- [Instructions to follow]:
Starting with the first line, output the data exactly through to the end.

- [Records shown]:
★ ★ ★

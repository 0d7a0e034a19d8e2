//! Thread parking for the port's consumer.

use parking_lot::{Condvar, Mutex};
use std::time::{Duration, Instant};

/// A one-permit parker: `unpark` stores a permit, `park` consumes it or blocks.
#[derive(Debug, Default)]
pub(crate) struct Parker {
    notified: Mutex<bool>,
    cvar: Condvar,
}

impl Parker {
    pub(crate) fn new() -> Self {
        Self::default()
    }

    /// Parks the current thread until notified.
    pub(crate) fn park(&self) {
        let mut notified = self.notified.lock();
        while !*notified {
            self.cvar.wait(&mut notified);
        }
        *notified = false;
    }

    /// Parks until notified or `duration` elapses.
    ///
    /// Returns `true` if a permit was consumed.
    pub(crate) fn park_timeout(&self, duration: Duration) -> bool {
        let Some(until) = Instant::now().checked_add(duration) else {
            self.park();
            return true;
        };
        let mut notified = self.notified.lock();
        while !*notified {
            if self.cvar.wait_until(&mut notified, until).timed_out() {
                break;
            }
        }
        std::mem::replace(&mut *notified, false)
    }

    /// Stores a permit and wakes a parked thread.
    pub(crate) fn unpark(&self) {
        {
            let mut notified = self.notified.lock();
            *notified = true;
        }
        self.cvar.notify_one();
    }
}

★ ★ ★

- [Expected answer]:
repository 0d7a0e034a19d8e2
//! Thread parking for the port's consumer.

use parking_lot::{Condvar, Mutex};
use std::time::{Duration, Instant};

/// A one-permit parker: `unpark` stores a permit, `park` consumes it or blocks.
#[derive(Debug, Default)]
pub(crate) struct Parker {
    notified: Mutex<bool>,
    cvar: Condvar,
}

impl Parker {
    pub(crate) fn new() -> Self {
        Self::default()
    }

    /// Parks the current thread until notified.
    pub(crate) fn park(&self) {
        let mut notified = self.notified.lock();
        while !*notified {
            self.cvar.wait(&mut notified);
        }
        *notified = false;
    }

    /// Parks until notified or `duration` elapses.
    ///
    /// Returns `true` if a permit was consumed.
    pub(crate) fn park_timeout(&self, duration: Duration) -> bool {
        let Some(until) = Instant::now().checked_add(duration) else {
            self.park();
            return true;
        };
        let mut notified = self.notified.lock();
        while !*notified {
            if self.cvar.wait_until(&mut notified, until).timed_out() {
                break;
            }
        }
        std::mem::replace(&mut *notified, false)
    }

    /// Stores a permit and wakes a parked thread.
    pub(crate) fn unpark(&self) {
        {
            let mut notified = self.notified.lock();
            *notified = true;
        }
        self.cvar.notify_one();
    }
}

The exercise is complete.